Los osos polares usan el viento para cazar

La dirección del viento les sirve para oler dónde encontrar y cazar sus presas

Una osa polar junto a su cría en Canadá
Una osa polar junto a su cría en Canadá

La dirección del viento sirve a los osos polares para oler dónde encontrar y cazar sus presas, fundamentalmente focas anilladas, según un estudio realizado por investigadores de la Universidad de Alberta (Canadá) recogido por Servimedia.

El trabajo, publicado en la revista ‘Scientific Reports’, se basa en datos de telemetría por satélite recogidos en 123 osos polares adultos de la bahía de Hudson (Canadá) durante 11 años, con los que combinaron los movimientos de los animales con los patrones de viento para inferir cómo buscan a sus presas.

“Los depredadores buscan presas usando olores en el aire y su éxito depende de cómo se muevan en relación con el viento”, explica Ron Togunov, autor principal del estudio, quien añade que “viajar a través del viento da a los osos un suministro constante de nuevas corrientes de aire y maximiza el área que pueden sentir a través del olfato”.

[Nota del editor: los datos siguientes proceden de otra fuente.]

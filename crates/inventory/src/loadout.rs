//! The per-account loadout aggregate (kept apart from the inventory document).

use indexmap::IndexMap;
use serde::{Deserialize, Serialize};
use serde_json::{Map, Value as JsonValue};

use hearth_core::{AccountId, AggregateRoot, Entity, LoadoutId, Oid};

use crate::collection::IdentityMap;

/// Loadout categories; each holds any number of saved configs.
#[derive(Debug, Copy, Clone, PartialEq, Eq, Hash, Serialize, Deserialize)]
#[serde(rename_all = "SCREAMING_SNAKE_CASE")]
pub enum LoadoutSlot {
    Normal,
    Sentinel,
    Archwing,
    NormalPvp,
    Lunaro,
    Operator,
    Kdrive,
    Dataknife,
    Mech,
    OperatorAdult,
    Drifter,
}

/// One saved loadout config.
#[derive(Debug, Clone, PartialEq, Serialize, Deserialize)]
pub struct LoadoutConfig {
    #[serde(rename = "ItemId")]
    pub item_id: Oid,
    #[serde(flatten)]
    pub fields: Map<String, JsonValue>,
}

impl Entity for LoadoutConfig {
    type Id = Oid;

    fn id(&self) -> &Oid {
        &self.item_id
    }
}

/// Config entry as sent by the client in a save request.
#[derive(Debug, Clone, PartialEq, Serialize, Deserialize)]
pub struct LoadoutConfigPayload {
    #[serde(rename = "ItemId")]
    pub item_id: Oid,
    #[serde(rename = "Remove", default)]
    pub remove: bool,
    #[serde(flatten)]
    pub fields: Map<String, JsonValue>,
}

/// Aggregate root: Loadout.
#[derive(Debug, Clone, PartialEq, Serialize, Deserialize)]
pub struct Loadout {
    #[serde(rename = "_id")]
    pub id: LoadoutId,
    #[serde(rename = "loadoutOwnerId")]
    pub owner: AccountId,
    #[serde(flatten)]
    pub slots: IndexMap<LoadoutSlot, IdentityMap<LoadoutConfig>>,
}

impl Loadout {
    pub fn new(owner: AccountId) -> Self {
        Self {
            id: LoadoutId::new(),
            owner,
            slots: IndexMap::new(),
        }
    }

    pub fn slot(&self, slot: LoadoutSlot) -> Option<&IdentityMap<LoadoutConfig>> {
        self.slots.get(&slot)
    }

    pub fn slot_mut(&mut self, slot: LoadoutSlot) -> &mut IdentityMap<LoadoutConfig> {
        self.slots.entry(slot).or_default()
    }
}

impl AggregateRoot for Loadout {
    type Id = LoadoutId;

    const KIND: &'static str = "loadout";

    fn id(&self) -> &LoadoutId {
        &self.id
    }
}

/// At most one fresh loadout id per save request.
///
/// Every sentinel-id entry in the same request resolves to the id allocated by
/// the first one.
#[derive(Debug, Default)]
pub struct NewIdAllocation {
    allocated: Option<Oid>,
}

impl NewIdAllocation {
    pub fn new() -> Self {
        Self::default()
    }

    pub fn get_or_allocate(&mut self) -> Oid {
        *self.allocated.get_or_insert_with(Oid::new)
    }

    pub fn allocated(&self) -> Option<Oid> {
        self.allocated
    }
}

#[cfg(test)]
mod tests {
    use super::*;

    #[test]
    fn slot_names_use_client_spelling() {
        let json = serde_json::to_value([LoadoutSlot::NormalPvp, LoadoutSlot::OperatorAdult]).unwrap();
        assert_eq!(json, serde_json::json!(["NORMAL_PVP", "OPERATOR_ADULT"]));
    }

    #[test]
    fn allocation_hands_out_one_id() {
        let mut alloc = NewIdAllocation::new();
        assert_eq!(alloc.allocated(), None);
        let first = alloc.get_or_allocate();
        let second = alloc.get_or_allocate();
        assert_eq!(first, second);
        assert_eq!(alloc.allocated(), Some(first));
    }

    #[test]
    fn payload_reads_remove_flag_and_keeps_other_fields() {
        let payload: LoadoutConfigPayload = serde_json::from_value(serde_json::json!({
            "ItemId": { "$oid": "ffffffffffffffffffffffff" },
            "PresetIcon": "",
            "Favorite": false,
            "Remove": true,
        }))
        .unwrap();

        assert!(payload.item_id.is_sentinel());
        assert!(payload.remove);
        assert_eq!(payload.fields.len(), 2);
        assert!(!payload.fields.contains_key("Remove"));
    }
}
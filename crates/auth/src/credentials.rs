use serde::{Deserialize, Serialize};
use thiserror::Error;

use hearth_core::AccountId;

use crate::{Account, Nonce};

/// Raw credentials as they arrive on a request (`?accountId=…&nonce=…`).
#[derive(Debug, Clone, PartialEq, Eq, Serialize, Deserialize)]
#[serde(rename_all = "camelCase")]
pub struct Credentials {
    pub account_id: String,
    pub nonce: String,
}

#[derive(Debug, Error, Clone, PartialEq, Eq)]
pub enum AuthError {
    #[error("unauthenticated: {0}")]
    Unauthenticated(String),
}

impl AuthError {
    fn invalid_pair() -> Self {
        Self::Unauthenticated("invalid accountId-nonce pair".to_string())
    }
}

impl Credentials {
    /// Parse the account id. A malformed id can never authenticate.
    pub fn account_id(&self) -> Result<AccountId, AuthError> {
        self.account_id.parse().map_err(|_| AuthError::invalid_pair())
    }

    fn nonce(&self) -> Result<Nonce, AuthError> {
        self.nonce
            .parse::<u64>()
            .map(Nonce::from_raw)
            .map_err(|_| AuthError::invalid_pair())
    }
}

/// Check request credentials against the stored account.
///
/// - No IO
/// - `account` is whatever the caller found for `credentials.account_id()`
pub fn verify_credentials(credentials: &Credentials, account: Option<&Account>) -> Result<AccountId, AuthError> {
    let account_id = credentials.account_id()?;
    let nonce = credentials.nonce()?;

    match account {
        Some(account) if account.id == account_id && account.nonce == nonce && nonce.value() != 0 => {
            Ok(account.id)
        }
        _ => {
            tracing::debug!(account_id = %account_id, "credential check failed");
            Err(AuthError::invalid_pair())
        }
    }
}

#[cfg(test)]
mod tests {
    use super::*;

    fn credentials_for(account: &Account) -> Credentials {
        Credentials {
            account_id: account.id.to_string(),
            nonce: account.nonce.to_string(),
        }
    }

    #[test]
    fn matching_pair_resolves_to_account() {
        let account = Account::new("tenno@example.com");
        let resolved = verify_credentials(&credentials_for(&account), Some(&account)).unwrap();
        assert_eq!(resolved, account.id);
    }

    #[test]
    fn stale_nonce_is_rejected() {
        let mut account = Account::new("tenno@example.com");
        let old = credentials_for(&account);
        account.rotate_nonce();

        let err = verify_credentials(&old, Some(&account)).unwrap_err();
        assert!(matches!(err, AuthError::Unauthenticated(_)));
    }

    #[test]
    fn missing_account_or_garbage_is_rejected() {
        let account = Account::new("tenno@example.com");
        assert!(verify_credentials(&credentials_for(&account), None).is_err());

        let garbage = Credentials {
            account_id: "not-an-id".into(),
            nonce: "1".into(),
        };
        assert!(verify_credentials(&garbage, Some(&account)).is_err());

        let zero = Credentials {
            account_id: account.id.to_string(),
            nonce: "0".into(),
        };
        assert!(verify_credentials(&zero, Some(&account)).is_err());
    }
}
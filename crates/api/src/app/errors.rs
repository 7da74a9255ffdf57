use axum::http::StatusCode;
use axum::response::IntoResponse;
use serde_json::json;

use hearth_core::DomainError;
use hearth_infra::ServiceError;

pub fn service_error_to_response(err: ServiceError) -> axum::response::Response {
    match err {
        ServiceError::Domain(e) => domain_error_to_response(e),
        ServiceError::Auth(e) => json_error(StatusCode::UNAUTHORIZED, "unauthenticated", e.to_string()),
        ServiceError::Store(e) => {
            tracing::error!(error = %e, "store failure");
            json_error(StatusCode::INTERNAL_SERVER_ERROR, "store_error", e.to_string())
        }
    }
}

pub fn domain_error_to_response(err: DomainError) -> axum::response::Response {
    let message = err.to_string();
    match err {
        DomainError::NotFound(_) => json_error(StatusCode::NOT_FOUND, "not_found", message),
        DomainError::RecipeNotFound(_) => json_error(StatusCode::NOT_FOUND, "recipe_not_found", message),
        DomainError::RecipeDefinitionNotFound(_) => {
            json_error(StatusCode::NOT_FOUND, "recipe_definition_not_found", message)
        }
        DomainError::UnknownItemType(_) => json_error(StatusCode::BAD_REQUEST, "unknown_item_type", message),
        DomainError::Validation(_) => json_error(StatusCode::BAD_REQUEST, "validation_error", message),
        DomainError::InvalidId(_) => json_error(StatusCode::BAD_REQUEST, "invalid_id", message),
        DomainError::InvalidState(_) => json_error(StatusCode::CONFLICT, "invalid_state", message),
    }
}

pub fn json_error(
    status: StatusCode,
    code: &'static str,
    message: impl Into<String>,
) -> axum::response::Response {
    (
        status,
        axum::Json(json!({
            "error": code,
            "message": message.into(),
        })),
    )
        .into_response()
}
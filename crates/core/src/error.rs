//! Domain error model.

use thiserror::Error;

/// Result type used across the domain layer.
pub type DomainResult<T> = Result<T, DomainError>;

/// Domain-level error.
///
/// Keep this focused on deterministic, business/domain failures (lookups,
/// validation, state). Storage failures belong to the infrastructure layer.
#[derive(Debug, Error, Clone, PartialEq, Eq)]
pub enum DomainError {
    /// A value failed validation (e.g. malformed request payload).
    #[error("validation failed: {0}")]
    Validation(String),

    /// An identifier was invalid (e.g. parse failure).
    #[error("invalid identifier: {0}")]
    InvalidId(String),

    /// A requested resource was not found (account, aggregate, affiliation,
    /// loadout slot, equipment entry, syndicate definition...).
    #[error("not found: {0}")]
    NotFound(String),

    /// The operation is not allowed in the current state.
    #[error("invalid state: {0}")]
    InvalidState(String),

    /// The item catalog has no entry for this item type.
    #[error("unknown item type: {0}")]
    UnknownItemType(String),

    /// No pending recipe with this id exists in the inventory.
    #[error("no pending recipe found with id {0}")]
    RecipeNotFound(String),

    /// The pending recipe's blueprint has no recipe definition.
    #[error("no recipe definition found for {0}")]
    RecipeDefinitionNotFound(String),
}

impl DomainError {
    pub fn validation(msg: impl Into<String>) -> Self {
        Self::Validation(msg.into())
    }

    pub fn invalid_id(msg: impl Into<String>) -> Self {
        Self::InvalidId(msg.into())
    }

    pub fn not_found(what: impl Into<String>) -> Self {
        Self::NotFound(what.into())
    }

    pub fn invalid_state(msg: impl Into<String>) -> Self {
        Self::InvalidState(msg.into())
    }

    pub fn unknown_item_type(item_type: impl Into<String>) -> Self {
        Self::UnknownItemType(item_type.into())
    }

    /// Whether this error means "the addressed thing does not exist".
    pub fn is_not_found(&self) -> bool {
        matches!(
            self,
            Self::NotFound(_) | Self::RecipeNotFound(_) | Self::RecipeDefinitionNotFound(_)
        )
    }
}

Aunque este fenómeno se había sospechado en muchos animales, hasta ahora no se había cuantificado en mamíferos.

Las mejores condiciones para la ‘caza olfativa’ se dan por la noche durante el invierno, según apunta Andrew Derocher, coautor del estudio, que añade que esta labor se desempeña mejor cuando el viento sopla lentamente y en horas nocturnas, cuando los osos son relativamente activos y dependen más de su sentido del olfato.

Este hallazgo plantea interrogantes sobre las implicaciones del cambio climático. “Se prevé que las velocidades del viento en el Ártico aumenten, lo que dificultará potencialmente el olfato», apunta Togunov, quien señala que “es importante entender cómo el éxito de la caza del oso polar será afectado por estas condiciones cambiantes.